→ What needs to be done:
Wherever the string "HashMap" appears in the records, return the line that holds it.

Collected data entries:

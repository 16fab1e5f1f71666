//! HTML entity decoding.

use std::collections::HashMap;
use std::sync::LazyLock;

/// Longest entity body we look for between `&` and `;`.
const MAX_ENTITY_LEN: usize = 10;

static NAMED_ENTITIES: LazyLock<HashMap<&'static str, &'static str>> = LazyLock::new(|| {
    HashMap::from([
        ("quot", "\""),
        ("amp", "&"),
        ("lt", "<"),
        ("gt", ">"),
        ("apos", "'"),
        ("nbsp", " "),
    ])
});

/// Decodes HTML entities in a single left-to-right pass.
///
/// Handles `&quot; &amp; &lt; &gt; &apos; &nbsp;` plus decimal (`&#39;`) and
/// hex (`&#x27;`) numeric references. Decoded text is never scanned again,
/// so `&amp;quot;` becomes `&quot;`, not `"`. Unknown or malformed
/// entities are copied through unchanged.
#[must_use]
pub fn decode_entities(input: &str) -> String {
    if !input.contains('&') {
        return input.to_string();
    }

    let mut out = String::with_capacity(input.len());
    let mut rest = input;

    while let Some(amp) = rest.find('&') {
        out.push_str(&rest[..amp]);
        let after = &rest[amp + 1..];

        match decode_one(after) {
            Some((decoded, consumed)) => {
                out.push_str(&decoded);
                rest = &after[consumed..];
            }
            None => {
                out.push('&');
                rest = after;
            }
        }
    }

    out.push_str(rest);
    out
}

/// Decodes the entity at the start of `s` (just past the `&`).
///
/// Returns the replacement and the number of bytes consumed including `;`.
fn decode_one(s: &str) -> Option<(String, usize)> {
    let semi = s
        .char_indices()
        .take(MAX_ENTITY_LEN + 1)
        .find(|&(_, c)| c == ';')
        .map(|(i, _)| i)?;
    let body = &s[..semi];

    let decoded = if let Some(num) = body.strip_prefix('#') {
        decode_numeric(num)?
    } else {
        NAMED_ENTITIES.get(body)?.to_string()
    };

    Some((decoded, semi + 1))
}

fn decode_numeric(num: &str) -> Option<String> {
    let code = if let Some(hex) = num.strip_prefix(['x', 'X']) {
        u32::from_str_radix(hex, 16).ok()?
    } else {
        num.parse::<u32>().ok()?
    };
    // NUL is never valid in text
    if code == 0 {
        return None;
    }
    char::from_u32(code).map(String::from)
}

→ Task answer:
use std::collections::HashMap;
static NAMED_ENTITIES: LazyLock<HashMap<&'static str, &'static str>> = LazyLock::new(|| {
    HashMap::from([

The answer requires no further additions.